- WORK INSTRUCTION
Take the data below and copy exactly the lines starting at the one with "with its surroundings." and finishing at the one with "of that node", both included.

- DATASET RECORDS

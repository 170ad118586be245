//! Convective and radiative exchange of a boundary node with its surroundings.
//!
//! `φ_out(θ) = -h·(θ - θ_amb) - k·(θ⁴ - θ_amb⁴)`, `k = ε·σ`
//!
//! Positive φ_out heats the rod. No clamping of θ: the quartic term is evaluated for any
//! real θ, it is physically meaningful only for θ > 0 K.
use super::heat_error::HeatError;
use super::parameters::HeatParameters;
use nalgebra::DVector;
use serde::{Deserialize, Serialize};

/// Net flux into the rod through a boundary at temperature `theta`
pub fn outward_flux(theta: f64, h: f64, k: f64, T_amb: f64) -> f64 {
    -h * (theta - T_amb) - k * (theta.powi(4) - T_amb.powi(4))
}

/// Boundary exchange constants taken from the parameter set
#[derive(Debug, Clone, Copy, PartialEq, Serialize, Deserialize)]
pub struct BoundaryLoss {
    pub h: f64,
    /// ε·σ
    pub k: f64,
    pub T_amb: f64,
}

impl BoundaryLoss {
    pub fn new(h: f64, k: f64, T_amb: f64) -> Self {
        Self { h, k, T_amb }
    }

    pub fn from_parameters(params: &HeatParameters) -> Self {
        Self::new(params.h, params.k_rad(), params.T_amb)
    }

    pub fn flux(&self, theta: f64) -> f64 {
        outward_flux(theta, self.h, self.k, self.T_amb)
    }

    /// Vector shaped like `theta`, zero except at both ends where it holds φ_out of that node
    pub fn forcing_vector(&self, theta: &DVector<f64>) -> Result<DVector<f64>, HeatError> {
        let N = theta.len();
        if N < 2 {
            return Err(HeatError::InvalidState(format!(
                "boundary forcing needs two end nodes, state has {}",
                N
            )));
        }
        let mut phi = DVector::zeros(N);
        phi[0] = self.flux(theta[0]);
        phi[N - 1] = self.flux(theta[N - 1]);
        Ok(phi)
    }
}

#[cfg(test)]
mod tests {
    use super::*;
    use crate::HeatEquation::parameters::SIGMA_SB;
    use approx::assert_relative_eq;

    #[test]
    fn test_flux_vanishes_at_ambient() {
        let loss = BoundaryLoss::new(10.0, 0.6 * SIGMA_SB, 298.0);
        assert_eq!(loss.flux(298.0), 0.0);
        assert!(loss.flux(1000.0) < 0.0);
        assert!(loss.flux(200.0) > 0.0);
    }

    #[test]
    fn test_flux_value() {
        let k = 0.6 * SIGMA_SB;
        let expected = -10.0 * 702.0 - k * (1000.0_f64.powi(4) - 298.0_f64.powi(4));
        assert_relative_eq!(
            outward_flux(1000.0, 10.0, k, 298.0),
            expected,
            max_relative = 1e-12
        );
        // radiation dominates convection at 1000 K
        assert!(expected < -30_000.0);
    }

    #[test]
    fn test_no_clamping_for_negative_temperature() {
        let loss = BoundaryLoss::new(0.0, 1.0, 0.0);
        // θ⁴ is even: a negative temperature loses heat like its mirror image
        assert_eq!(loss.flux(-2.0), -16.0);
    }

    #[test]
    fn test_forcing_vector_only_at_ends() {
        let loss = BoundaryLoss::new(5.0, 0.0, 300.0);
        let theta = DVector::from_vec(vec![310.0, 500.0, 500.0, 290.0]);
        let phi = loss.forcing_vector(&theta).unwrap();
        assert_eq!(phi.len(), 4);
        assert_eq!(phi[0], -50.0);
        assert_eq!(phi[1], 0.0);
        assert_eq!(phi[2], 0.0);
        assert_eq!(phi[3], 50.0);
    }

    #[test]
    fn test_forcing_vector_rejects_short_state() {
        let loss = BoundaryLoss::new(5.0, 0.0, 300.0);
        for len in [0, 1] {
            let theta = DVector::from_element(len, 310.0);
            assert!(matches!(
                loss.forcing_vector(&theta),
                Err(HeatError::InvalidState(_))
            ));
        }
    }
}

- PROBLEM SOLUTION
//! Convective and radiative exchange of a boundary node with its surroundings.
//!
//! `φ_out(θ) = -h·(θ - θ_amb) - k·(θ⁴ - θ_amb⁴)`, `k = ε·σ`
//!
//! Positive φ_out heats the rod. No clamping of θ: the quartic term is evaluated for any
//! real θ, it is physically meaningful only for θ > 0 K.
use super::heat_error::HeatError;
use super::parameters::HeatParameters;
use nalgebra::DVector;
use serde::{Deserialize, Serialize};

/// Net flux into the rod through a boundary at temperature `theta`
pub fn outward_flux(theta: f64, h: f64, k: f64, T_amb: f64) -> f64 {
    -h * (theta - T_amb) - k * (theta.powi(4) - T_amb.powi(4))
}

/// Boundary exchange constants taken from the parameter set
#[derive(Debug, Clone, Copy, PartialEq, Serialize, Deserialize)]
pub struct BoundaryLoss {
    pub h: f64,
    /// ε·σ
    pub k: f64,
    pub T_amb: f64,
}

impl BoundaryLoss {
    pub fn new(h: f64, k: f64, T_amb: f64) -> Self {
        Self { h, k, T_amb }
    }

    pub fn from_parameters(params: &HeatParameters) -> Self {
        Self::new(params.h, params.k_rad(), params.T_amb)
    }

    pub fn flux(&self, theta: f64) -> f64 {
        outward_flux(theta, self.h, self.k, self.T_amb)
    }

    /// Vector shaped like `theta`, zero except at both ends where it holds φ_out of that node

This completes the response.